What can libraries do?
- Most importantly, train staff on ereaders
- Offer dedicated classes on ereaders
- Partner with local retailers (Barnes & Noble, Best Buy, etc) to have their staff come and demonstrate devices at “petting zoo” events or classes
- Document solutions to specific technological issues that staff have addressed and make that information available to staff. Use an Excel spreadsheet. A notebook. Whatever works.
Helping patrons attain basic computer/ereaders skills: that’s on us. The ability to use an ereader is becoming an essential skill for literacy and therefore is part of our mission: this fact that should inform our motivations for teaching these skills.
When patrons’ technological problems exceed our mission, another major problem with ebooks in libraries is patent. When an ebook provider requires library staff to provide front-line tech support for their products, and refuses to make their own customer service agents available directly to patrons, they have in effect outsourced their tech support services to libraries at no cost to them. It is just another facet of ebooks in libraries that is symptomatic of the fact that libraries have no voice in dealing with publishers of vendors of electronic content. Direct tech support may become available as a service, but with à la carte pricing: a pricy side dish added to an already exorbitant entrée.

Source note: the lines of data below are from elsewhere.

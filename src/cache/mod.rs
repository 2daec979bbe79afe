//! The persistent blob cache: the on-disk half of the blob index,
//! plus the quarantine of known-bad blob ids. Both files live under
//! one process-private directory and are best-effort accelerators:
//! losing either is never fatal to a backup or a check run.

mod log;
mod quarantine;

use std::collections::{HashMap, HashSet};

use anyhow::Error;
use repo_datastore::{BlobDescriptor, ChunkId};

use crate::config::RepositoryConfig;

pub use log::CacheLog;
pub use quarantine::Quarantine;

pub struct BlobCache {
    log: CacheLog,
    quarantine: Quarantine,
}

impl BlobCache {
    pub fn new(config: &RepositoryConfig) -> Self {
        Self {
            log: CacheLog::new(config.cache_log_path()),
            quarantine: Quarantine::new(config.quarantine_path()),
        }
    }

    pub fn save_new_blob(&self, chunk_id: &ChunkId, blob: &BlobDescriptor) -> Result<(), Error> {
        self.log.save_new_blob(chunk_id, blob)
    }

    pub fn clear_local_cache(&self) -> Result<(), Error> {
        self.log.clear()
    }

    pub fn load(&self, allowed: &HashMap<[u8; 32], u64>) -> Vec<(ChunkId, BlobDescriptor)> {
        self.log.load(allowed)
    }

    pub fn do_not_use_blob(&self, id: &[u8; 32]) -> Result<(), Error> {
        self.quarantine.do_not_use_blob(id)
    }

    pub fn get_quarantine(&self) -> HashSet<String> {
        self.quarantine.get_quarantine()
    }

    pub fn on_blobs_removed(&self, removed: &HashSet<String>) -> Result<(), Error> {
        self.quarantine.on_blobs_removed(removed)
    }
}

#[cfg(test)]
mod tests {
    use super::*;
    use repo_datastore::BlobDescriptor;

    fn config(dir: &tempfile::TempDir) -> RepositoryConfig {
        RepositoryConfig::new(dir.path())
    }

    #[test]
    fn p1_round_trip_through_fresh_cache() {
        let dir = tempfile::tempdir().unwrap();
        let cfg = config(&dir);

        let cache = BlobCache::new(&cfg);
        let chunk_a = ChunkId::new([1u8; 32]);
        let blob_a = BlobDescriptor::new([0xaa; 32], 10, 10);
        let chunk_b = ChunkId::new([2u8; 32]);
        let blob_b = BlobDescriptor::new([0xbb; 32], 20, 20);

        cache.save_new_blob(&chunk_a, &blob_a).unwrap();
        cache.save_new_blob(&chunk_b, &blob_b).unwrap();

        let fresh = BlobCache::new(&cfg);
        let allowed: HashMap<[u8; 32], u64> =
            [(blob_a.id, blob_a.length), (blob_b.id, blob_b.length)]
                .into_iter()
                .collect();

        let mut loaded = fresh.load(&allowed);
        loaded.sort_by_key(|(id, _)| id.to_hex());

        assert_eq!(loaded, vec![(chunk_a, blob_a), (chunk_b, blob_b)]);
    }

    #[test]
    fn p2_populate_twice_is_idempotent() {
        let dir = tempfile::tempdir().unwrap();
        let cfg = config(&dir);
        let cache = BlobCache::new(&cfg);

        let chunk = ChunkId::new([9u8; 32]);
        let blob = BlobDescriptor::new([0x11; 32], 5, 5);
        cache.save_new_blob(&chunk, &blob).unwrap();

        let allowed: HashMap<[u8; 32], u64> = [(blob.id, blob.length)].into_iter().collect();
        let first = cache.load(&allowed);
        let second = cache.load(&allowed);
        assert_eq!(first, second);
    }

    #[test]
    fn p5_blob_absent_from_backend_is_dropped() {
        let dir = tempfile::tempdir().unwrap();
        let cfg = config(&dir);
        let cache = BlobCache::new(&cfg);

        let chunk = ChunkId::new([3u8; 32]);
        let blob = BlobDescriptor::new([0xcc; 32], 100, 100);
        cache.save_new_blob(&chunk, &blob).unwrap();

        let allowed: HashMap<[u8; 32], u64> = HashMap::new();
        assert!(cache.load(&allowed).is_empty());
    }

    #[test]
    fn p6_size_mismatch_filters_cache() {
        let dir = tempfile::tempdir().unwrap();
        let cfg = config(&dir);
        let cache = BlobCache::new(&cfg);

        let chunk = ChunkId::new([4u8; 32]);
        let blob = BlobDescriptor::new([0xdd; 32], 100, 100);
        cache.save_new_blob(&chunk, &blob).unwrap();

        // backend reports a different size for the same blob id
        let allowed: HashMap<[u8; 32], u64> = [(blob.id, 99)].into_iter().collect();
        assert!(cache.load(&allowed).is_empty());
    }

    #[test]
    fn truncated_trailing_record_does_not_lose_prior_records() {
        let dir = tempfile::tempdir().unwrap();
        let cfg = config(&dir);
        let cache = BlobCache::new(&cfg);

        let chunk = ChunkId::new([5u8; 32]);
        let blob = BlobDescriptor::new([0xee; 32], 7, 7);
        cache.save_new_blob(&chunk, &blob).unwrap();

        // Append a truncated trailing record: a full chunk id with no
        // length/payload behind it.
        use std::io::Write;
        let mut file = std::fs::OpenOptions::new()
            .append(true)
            .open(cfg.cache_log_path())
            .unwrap();
        file.write_all(&[0xff; 32]).unwrap();

        let allowed: HashMap<[u8; 32], u64> = [(blob.id, blob.length)].into_iter().collect();
        let loaded = cache.load(&allowed);
        assert_eq!(loaded, vec![(chunk, blob)]);
    }

    #[test]
    fn p3_and_scenario6_quarantine_persists_and_prunes() {
        let dir = tempfile::tempdir().unwrap();
        let cfg = config(&dir);
        let cache = BlobCache::new(&cfg);

        let b1 = [0x01u8; 32];
        let b2 = [0x02u8; 32];
        cache.do_not_use_blob(&b1).unwrap();
        cache.do_not_use_blob(&b2).unwrap();

        // restart: fresh instance, same config
        let restarted = BlobCache::new(&cfg);
        let quarantine = restarted.get_quarantine();
        assert_eq!(
            quarantine,
            [hex::encode(b1), hex::encode(b2)].into_iter().collect()
        );

        let removed: HashSet<String> = [hex::encode(b1), "foo".to_string()].into_iter().collect();
        restarted.on_blobs_removed(&removed).unwrap();

        let remaining = restarted.get_quarantine();
        assert_eq!(remaining, [hex::encode(b2)].into_iter().collect());
    }

    #[test]
    fn i3_corrupt_quarantine_trailing_bytes_are_discarded_but_prior_ids_kept() {
        let dir = tempfile::tempdir().unwrap();
        let cfg = config(&dir);
        let cache = BlobCache::new(&cfg);

        let good = [0x03u8; 32];
        cache.do_not_use_blob(&good).unwrap();

        use std::io::Write;
        let mut file = std::fs::OpenOptions::new()
            .append(true)
            .open(cfg.quarantine_path())
            .unwrap();
        file.write_all(&[0u8; 5]).unwrap(); // not a multiple of 32 anymore

        // The id read before the corrupt trailing bytes is still returned.
        assert_eq!(cache.get_quarantine(), [hex::encode(good)].into_iter().collect());
        assert!(!cfg.quarantine_path().exists());
    }

    #[test]
    fn on_blobs_removed_with_missing_file_is_a_no_op() {
        let dir = tempfile::tempdir().unwrap();
        let cfg = config(&dir);
        let cache = BlobCache::new(&cfg);

        let removed: HashSet<String> = HashSet::new();
        assert!(cache.on_blobs_removed(&removed).is_ok());
    }
}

Without a voice, libraries cannot advocate on behalf our communities. We can’t work for something better when we have no place at the table. At the local level, we may get so mired in the problems associated with providing electronic content that we may not see broader issues at play. If we don’t come together to engage publishers and aggregators as an industry, we can’t effect change that will improve the state of electronic content in libraries.
I mentioned the importance of training staff. An essential problem is that many of our library staff –including many librarians –aren’t ebook-literate. How can we advocate for our patrons with regard to technology if we do not understand it, ourselves?